LGPD has in its art. 5, XVII that the impact report on personal data protection corresponds to the document that must be prepared by the controller (the one who has decision-making power over the processing of personal data) with the description of the processes that may generate the holder risks to their civil freedoms and their fundamental rights.
The impact report on personal data protection shall define safeguards and mechanisms for mitigating such risks and will be available for any audit of the National Data Protection Authority (ANPD in Portuguese). The same document needs to demonstrate the effective need to use facial biometrics, as well as the impossibility of using another type of identification that does not use biometric data.
The biometric data is considered personal data sensitive by the LGPD and, therefore, should observe a special rule and greater caution regarding its treatment, since the use of the data may result in some kind of discrimination against its holder.
In this sense, in one of the justifications for the proposal, the deputy points out that: “The consequence of misuse of these data can be extremely harmful to citizens. Imagine the hypothesis that a person is arrested by errors in the identification or the embarrassment of having denied access to a certain establishment from which he is a partner. These situations are not as rare as they may seem. According to research by MIT Media Lab, while white men are recognized in up to 99% of cases by some of the commercial software, the error in identifying black women can rise to 35%, clearly unacceptable percentage.”

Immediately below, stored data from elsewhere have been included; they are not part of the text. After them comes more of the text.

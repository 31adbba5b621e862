//! Keyed dispatch: dependency ordering, cycle reporting, sort policies.

mod common;

use common::{init_tracing, CallLog};
use sigorder::{
    DeferredSortedSignal, DispatcherConfig, DisconnectToken, EmitError, KeyedDispatch,
    SortPolicy, SortedSignal,
};

fn record<D: KeyedDispatch<&'static str, ()>>(
    dispatcher: &mut D,
    key: &'static str,
    log: &CallLog<&'static str>,
) -> DisconnectToken {
    let log = log.clone();
    dispatcher.connect(key, move |_: &()| {
        log.push(key);
        Ok(())
    })
}

fn position(order: &[&'static str], key: &str) -> usize {
    order
        .iter()
        .position(|k| *k == key)
        .unwrap_or_else(|| panic!("{key} missing from {order:?}"))
}

// ---------------------------------------------------------------------------
// Ordering
// ---------------------------------------------------------------------------

fn dependencies_decide_the_order<D: KeyedDispatch<&'static str, ()>>() {
    init_tracing();
    let mut dispatcher = D::with_config(DispatcherConfig::default());
    let log = CallLog::new();

    let _c = record(&mut dispatcher, "c", &log);
    let _b = record(&mut dispatcher, "b", &log);
    let _a = record(&mut dispatcher, "a", &log);
    dispatcher.add_dependency("a", "c").unwrap();
    dispatcher.add_dependency("b", "a").unwrap();

    dispatcher.emit(&()).unwrap();
    assert_eq!(log.take(), vec!["b", "a", "c"]);
}

#[test]
fn fast_dependencies_decide_the_order() {
    dependencies_decide_the_order::<SortedSignal<&'static str, ()>>();
}

#[test]
fn deferred_dependencies_decide_the_order() {
    dependencies_decide_the_order::<DeferredSortedSignal<&'static str, ()>>();
}

#[test]
fn dependency_on_unknown_key_waits_for_that_key() {
    let mut signal = SortedSignal::<&'static str, ()>::new();
    let log = CallLog::new();
    let _late = record(&mut signal, "late", &log);
    signal.add_dependency("early", "late").unwrap();

    signal.emit(&()).unwrap();
    assert_eq!(log.take(), vec!["late"]);

    let _early = record(&mut signal, "early", &log);
    signal.emit(&()).unwrap();
    assert_eq!(log.take(), vec!["early", "late"]);
}

#[test]
fn slots_within_a_key_follow_their_registry() {
    let mut signal = SortedSignal::<&'static str, ()>::new();
    let log = CallLog::new();
    let _first = record(&mut signal, "k", &log);
    let second_log = log.clone();
    let _second = signal.connect("k", move |_| {
        second_log.push("k2");
        Ok(())
    });

    signal.emit(&()).unwrap();
    assert_eq!(log.take(), vec!["k", "k2"]);
}

#[test]
fn sorting_twice_is_stable() {
    let mut signal = SortedSignal::<&'static str, ()>::new();
    let log = CallLog::new();
    let _tokens: Vec<_> = ["e", "d", "c", "b", "a"]
        .into_iter()
        .map(|key| record(&mut signal, key, &log))
        .collect();
    signal.add_dependency("a", "d").unwrap();
    signal.add_dependency("c", "b").unwrap();
    signal.add_dependency("b", "e").unwrap();

    signal.sort().unwrap();
    let first: Vec<&str> = signal.sorted_keys().into_iter().copied().collect();
    signal.sort().unwrap();
    let second: Vec<&str> = signal.sorted_keys().into_iter().copied().collect();
    assert_eq!(first, second);

    assert!(position(&first, "a") < position(&first, "d"));
    assert!(position(&first, "c") < position(&first, "b"));
    assert!(position(&first, "b") < position(&first, "e"));
}

#[test]
fn removing_a_dependency_resorts() {
    let mut signal = SortedSignal::<&'static str, ()>::new();
    let log = CallLog::new();
    let _a = record(&mut signal, "a", &log);
    let _b = record(&mut signal, "b", &log);
    signal.add_dependency("b", "a").unwrap();
    assert_eq!(signal.sorted_keys(), vec![&"b", &"a"]);

    signal.remove_dependency(&"b", &"a").unwrap();
    assert_eq!(signal.sorted_keys(), vec![&"a", &"b"]);
}

#[test]
fn deep_chain_sorts_without_recursion() {
    let config = DispatcherConfig::default()
        .with_sort_policy(SortPolicy::Manual)
        .with_group_capacity(10_000);
    let mut signal = SortedSignal::<u32, ()>::with_config(config);
    let _tokens: Vec<_> = (0..10_000u32)
        .rev()
        .map(|key| signal.connect(key, |_| Ok(())))
        .collect();
    for key in 1..10_000u32 {
        signal.add_dependency(key - 1, key).unwrap();
    }

    signal.sort().unwrap();
    let order: Vec<u32> = signal.sorted_keys().into_iter().copied().collect();
    assert_eq!(order, (0..10_000).collect::<Vec<_>>());
}

// ---------------------------------------------------------------------------
// Cycles
// ---------------------------------------------------------------------------

#[test]
fn self_dependency_fails_the_sort() {
    init_tracing();
    let mut signal = SortedSignal::<&'static str, ()>::new();
    let log = CallLog::new();
    let _a = record(&mut signal, "a", &log);

    let err = signal.add_dependency("a", "a").unwrap_err();
    assert_eq!(err.chain(), &["a", "a"]);
    assert!(signal.sort().is_err());
}

#[test]
fn three_key_cycle_reports_every_member() {
    let mut signal = SortedSignal::<&'static str, ()>::new();
    let log = CallLog::new();
    let _a = record(&mut signal, "a", &log);
    let _b = record(&mut signal, "b", &log);
    let _c = record(&mut signal, "c", &log);
    signal.add_dependency("a", "c").unwrap();
    signal.add_dependency("b", "a").unwrap();

    let err = signal.add_dependency("c", "b").unwrap_err();
    let chain = err.chain();
    for key in ["a", "b", "c"] {
        assert!(chain.contains(&key), "{key} missing from {chain:?}");
    }
    assert_eq!(chain.first(), chain.last());
}

#[test]
fn failed_sort_fires_nothing_until_fixed() {
    let mut signal = SortedSignal::<&'static str, ()>::new();
    let log = CallLog::new();
    let _a = record(&mut signal, "a", &log);
    let _b = record(&mut signal, "b", &log);
    signal.add_dependency("a", "b").unwrap();
    assert!(signal.add_dependency("b", "a").is_err());

    signal.emit(&()).unwrap();
    assert!(log.take().is_empty());
    assert!(signal.sorted_keys().is_empty());

    signal.remove_dependency(&"b", &"a").unwrap();
    signal.emit(&()).unwrap();
    assert_eq!(log.take(), vec!["a", "b"]);
}

#[test]
fn clearing_dependencies_breaks_a_cycle() {
    let mut signal = SortedSignal::<&'static str, ()>::new();
    let log = CallLog::new();
    let _a = record(&mut signal, "a", &log);
    let _b = record(&mut signal, "b", &log);
    signal.add_dependency("a", "b").unwrap();
    assert!(signal.add_dependency("b", "a").is_err());

    signal.clear_dependencies(&"a").unwrap();
    signal.emit(&()).unwrap();
    assert_eq!(log.take(), vec!["a", "b"]);
}

// ---------------------------------------------------------------------------
// Sort policy
// ---------------------------------------------------------------------------

#[test]
fn manual_policy_batches_mutations_behind_one_sort() {
    let config = DispatcherConfig::default().with_sort_policy(SortPolicy::Manual);
    let mut signal = SortedSignal::<&'static str, ()>::with_config(config);
    let log = CallLog::new();
    let _a = record(&mut signal, "a", &log);
    let _b = record(&mut signal, "b", &log);
    signal.add_dependency("b", "a").unwrap();
    signal.add_dependency("a", "a").unwrap();

    signal.emit(&()).unwrap();
    assert!(log.take().is_empty());

    assert!(signal.sort().is_err());
    signal.remove_dependency(&"a", &"a").unwrap();
    signal.sort().unwrap();
    signal.emit(&()).unwrap();
    assert_eq!(log.take(), vec!["b", "a"]);
}

#[test]
fn explicit_policy_overrides_the_default() {
    let mut signal = SortedSignal::<&'static str, ()>::new();
    let log = CallLog::new();
    let _a = record(&mut signal, "a", &log);
    let _b = record(&mut signal, "b", &log);
    signal
        .add_dependency_with("b", "a", SortPolicy::Manual)
        .unwrap();
    assert!(!signal.is_sorted());

    signal.emit(&()).unwrap();
    assert!(log.take().is_empty());
}

fn reserve_registers_the_key<D: KeyedDispatch<&'static str, ()> + Default>() {
    let mut dispatcher = D::default();
    let log = CallLog::new();
    dispatcher.reserve("physics", 16);
    dispatcher.add_dependency("input", "physics").unwrap();

    let _physics = record(&mut dispatcher, "physics", &log);
    let _input = record(&mut dispatcher, "input", &log);
    dispatcher.emit(&()).unwrap();
    assert_eq!(log.take(), vec!["input", "physics"]);
}

#[test]
fn fast_reserve_registers_the_key() {
    reserve_registers_the_key::<SortedSignal<&'static str, ()>>();
}

#[test]
fn deferred_reserve_registers_the_key() {
    reserve_registers_the_key::<DeferredSortedSignal<&'static str, ()>>();
}

// ---------------------------------------------------------------------------
// Disconnect and clear
// ---------------------------------------------------------------------------

fn ping(_: &()) -> sigorder::SlotResult {
    Ok(())
}

#[test]
fn disconnect_by_value_is_scoped_to_the_key() {
    let mut signal = SortedSignal::<&'static str, ()>::new();
    let _a = signal.connect("a", ping as fn(&()) -> sigorder::SlotResult);
    let _b = signal.connect("b", ping as fn(&()) -> sigorder::SlotResult);

    assert!(signal.disconnect(&"a", &(ping as fn(&()) -> sigorder::SlotResult)));
    assert!(!signal.disconnect(&"a", &(ping as fn(&()) -> sigorder::SlotResult)));
    assert!(!signal.disconnect(&"missing", &(ping as fn(&()) -> sigorder::SlotResult)));
    assert_eq!(signal.group(&"b").map(|group| group.len()), Some(1));
}

#[test]
fn clear_expires_every_token() {
    let mut signal = SortedSignal::<&'static str, ()>::new();
    let log = CallLog::new();
    let a = record(&mut signal, "a", &log);
    signal.add_dependency("b", "a").unwrap();

    signal.clear();
    assert!(signal.is_empty());
    assert!(!a.is_connected());
    signal.emit(&()).unwrap();
    assert!(log.take().is_empty());
}

#[test]
fn emit_failures_are_keyed() {
    let mut signal = DeferredSortedSignal::<&'static str, ()>::new();
    let log = CallLog::new();
    let _fine = record(&mut signal, "fine", &log);
    let _bad = signal.connect("bad", |_| Err(anyhow::anyhow!("bad slot")));
    signal.add_dependency("bad", "fine").unwrap();

    match signal.emit(&()) {
        Err(EmitError::SlotsFailed(failures)) => {
            assert_eq!(failures.len(), 1);
            assert_eq!(failures[0].key, "bad");
        }
        other => panic!("unexpected result: {other:?}"),
    }
    assert_eq!(log.take(), vec!["fine"]);
}
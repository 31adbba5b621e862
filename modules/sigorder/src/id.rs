//! Slot identifiers.
//!
//! Each registry owns its own [`IdPool`]. Indices are recycled through a
//! free-list, and every release bumps the index's generation, so a token that
//! still carries an old id can never address the slot that reused its index.

use std::fmt;

#[derive(Debug, Clone, Copy, PartialEq, Eq, Hash)]
pub struct SlotId {
    index: u32,
    generation: u32,
}

impl SlotId {
    pub(crate) fn new(index: u32, generation: u32) -> Self {
        Self { index, generation }
    }

    pub fn index(&self) -> u32 {
        self.index
    }

    pub fn generation(&self) -> u32 {
        self.generation
    }
}

impl fmt::Display for SlotId {
    fn fmt(&self, f: &mut fmt::Formatter<'_>) -> fmt::Result {
        write!(f, "slot#{}v{}", self.index, self.generation)
    }
}

#[derive(Debug, Default)]
pub(crate) struct IdPool {
    generations: Vec<u32>,
    free: Vec<u32>,
}

impl IdPool {
    pub(crate) fn acquire(&mut self) -> SlotId {
        if let Some(index) = self.free.pop() {
            return SlotId::new(index, self.generations[index as usize]);
        }
        let index = self.generations.len() as u32;
        self.generations.push(0);
        SlotId::new(index, 0)
    }

    /// Returns `false` for ids that are stale or were already released.
    pub(crate) fn release(&mut self, id: SlotId) -> bool {
        match self.generations.get_mut(id.index as usize) {
            Some(generation) if *generation == id.generation => {
                *generation = generation.wrapping_add(1);
                self.free.push(id.index);
                true
            }
            _ => false,
        }
    }

    #[cfg(test)]
    pub(crate) fn live(&self) -> usize {
        self.generations.len() - self.free.len()
    }
}
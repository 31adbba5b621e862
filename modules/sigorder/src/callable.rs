//! Type-erased slot callables.

use std::any::Any;

/// What a slot returns. Errors are collected by `emit` and do not stop the
/// remaining slots from firing.
pub type SlotResult = anyhow::Result<()>;

/// A stored slot: invocable with `&A`, and able to expose its concrete value
/// so `disconnect(&value)` can find it again.
pub trait Callback<A: ?Sized>: 'static {
    fn invoke(&self, args: &A) -> SlotResult;

    fn target(&self) -> &dyn Any;
}

impl<A, F> Callback<A> for F
where
    A: ?Sized,
    F: Fn(&A) -> SlotResult + 'static,
{
    fn invoke(&self, args: &A) -> SlotResult {
        self(args)
    }

    fn target(&self) -> &dyn Any {
        self
    }
}

/// True when `callback` stores a `T` equal to `value`.
pub(crate) fn holds<A, T>(callback: &dyn Callback<A>, value: &T) -> bool
where
    A: ?Sized + 'static,
    T: PartialEq + 'static,
{
    callback
        .target()
        .downcast_ref::<T>()
        .is_some_and(|stored| stored == value)
}

#[cfg(test)]
mod tests {
    use super::*;

    fn double(v: &i32) -> SlotResult {
        anyhow::ensure!(*v * 2 < 100, "too big");
        Ok(())
    }

    #[test]
    fn function_pointer_is_found_by_value() {
        let slot: fn(&i32) -> SlotResult = double;
        let boxed: Box<dyn Callback<i32>> = Box::new(slot);

        assert!(holds(boxed.as_ref(), &slot));
        assert!(!holds(boxed.as_ref(), &1_u8));
        assert!(boxed.invoke(&3).is_ok());
        assert!(boxed.invoke(&60).is_err());
    }
}
use std::cell::RefCell;
use std::fmt;
use std::rc::{Rc, Weak};

use crate::callable::{holds, Callback, SlotResult};
use crate::error::{EmitError, SlotFailure};
use crate::id::{IdPool, SlotId};
use crate::signal::{position_two_way, SlotRegistry};
use crate::token::{DisconnectToken, Unregister};

/// Registry for slots that never touch the signal while it emits.
///
/// `emit` takes `&self` and only reads, so a callback may emit the same signal
/// again. Mutation needs `&mut self`, which the borrow checker already keeps
/// out of callbacks. The one remaining path, dropping a token of this signal
/// from inside one of its own callbacks, panics.
pub struct FastSignal<A: ?Sized + 'static> {
    inner: Rc<RefCell<FastSlots<A>>>,
}

struct FastSlots<A: ?Sized> {
    callbacks: Vec<Box<dyn Callback<A>>>,
    ids: Vec<SlotId>,
    pool: IdPool,
}

impl<A: ?Sized> FastSlots<A> {
    fn remove_at(&mut self, index: usize) -> Box<dyn Callback<A>> {
        let id = self.ids.swap_remove(index);
        self.pool.release(id);
        self.callbacks.swap_remove(index)
    }
}

impl<A: ?Sized + 'static> Unregister for RefCell<FastSlots<A>> {
    fn unregister(&self, id: SlotId) {
        // Dropped after the borrow ends: the callable may own tokens of its own.
        let removed = {
            let Ok(mut slots) = self.try_borrow_mut() else {
                panic!(
                    "FastSignal slot {id} disconnected while the signal was emitting; \
                     use DeferredSignal for slots that disconnect during emit"
                );
            };
            position_two_way(&slots.ids, |&slot| slot == id).map(|index| slots.remove_at(index))
        };
        drop(removed);
    }
}

impl<A: ?Sized + 'static> FastSignal<A> {
    pub fn new() -> Self {
        Self::with_capacity(0)
    }

    pub fn with_capacity(capacity: usize) -> Self {
        Self {
            inner: Rc::new(RefCell::new(FastSlots {
                callbacks: Vec::with_capacity(capacity),
                ids: Vec::with_capacity(capacity),
                pool: IdPool::default(),
            })),
        }
    }

    pub fn connect<F>(&mut self, slot: F) -> DisconnectToken
    where
        F: Fn(&A) -> SlotResult + 'static,
    {
        let id = {
            let mut slots = self.inner.borrow_mut();
            let id = slots.pool.acquire();
            slots.callbacks.push(Box::new(slot));
            slots.ids.push(id);
            id
        };
        DisconnectToken::new(self.owner(), id)
    }

    pub fn disconnect<T>(&mut self, target: &T) -> bool
    where
        T: PartialEq + 'static,
    {
        let removed = {
            let mut slots = self.inner.borrow_mut();
            position_two_way(&slots.callbacks, |callback| holds(callback.as_ref(), target))
                .map(|index| slots.remove_at(index))
        };
        removed.is_some()
    }

    pub fn emit(&self, args: &A) -> Result<(), EmitError> {
        let mut failures = Vec::new();
        self.fire(args, |slot, error| {
            tracing::debug!(slot = %slot, error = %error, "Slot failed");
            failures.push(SlotFailure {
                key: (),
                slot,
                error,
            });
        });
        EmitError::from_failures(failures)
    }

    pub fn clear(&mut self) {
        let removed = {
            let mut slots = self.inner.borrow_mut();
            let FastSlots {
                callbacks,
                ids,
                pool,
            } = &mut *slots;
            for id in ids.drain(..) {
                pool.release(id);
            }
            std::mem::take(callbacks)
        };
        drop(removed);
    }

    pub fn reserve(&mut self, additional: usize) {
        let mut slots = self.inner.borrow_mut();
        slots.callbacks.reserve(additional);
        slots.ids.reserve(additional);
    }

    pub fn len(&self) -> usize {
        self.inner.borrow().ids.len()
    }

    pub fn is_empty(&self) -> bool {
        self.len() == 0
    }

    /// Run every slot, reporting failures to `on_failure` as they happen.
    pub(crate) fn fire(&self, args: &A, mut on_failure: impl FnMut(SlotId, anyhow::Error)) {
        let slots = self.inner.borrow();
        for (callback, &id) in slots.callbacks.iter().zip(&slots.ids) {
            if let Err(error) = callback.invoke(args) {
                on_failure(id, error);
            }
        }
    }

    fn owner(&self) -> Weak<dyn Unregister> {
        Rc::downgrade(&self.inner) as Weak<dyn Unregister>
    }
}

impl<A: ?Sized + 'static> Default for FastSignal<A> {
    fn default() -> Self {
        Self::new()
    }
}

impl<A: ?Sized + 'static> fmt::Debug for FastSignal<A> {
    fn fmt(&self, f: &mut fmt::Formatter<'_>) -> fmt::Result {
        f.debug_struct("FastSignal").field("slots", &self.len()).finish()
    }
}

impl<A: ?Sized + 'static> SlotRegistry<A> for FastSignal<A> {
    fn connect<F>(&mut self, slot: F) -> DisconnectToken
    where
        F: Fn(&A) -> SlotResult + 'static,
    {
        FastSignal::connect(self, slot)
    }

    fn disconnect<T>(&mut self, target: &T) -> bool
    where
        T: PartialEq + 'static,
    {
        FastSignal::disconnect(self, target)
    }

    fn emit(&self, args: &A) -> Result<(), EmitError> {
        FastSignal::emit(self, args)
    }

    fn clear(&mut self) {
        FastSignal::clear(self)
    }

    fn len(&self) -> usize {
        FastSignal::len(self)
    }
}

The bill also provides for the prohibition of sharing the collected biometric data, regardless of the consent of the holder, which if it occurs, will be considered void. The only exception provided for sharing these data will be to transfer to the government, in exclusive cases of public security, national defense, investigation activities, and repression of criminal offenses.
Regarding the enjoyment of services provided by the government, biometric data from facial recognition technologies may not be used as the sole way of identifying the holders, and it is mandatory, therefore, to be immediately available, in case of non-recognition facial, alternative means of identifying the holder of the personal data.
The bill has its proposition subject to the conclusive appreciation for the working, administration, and public service committees, and constitution and justice and citizenship to continue the legislative process.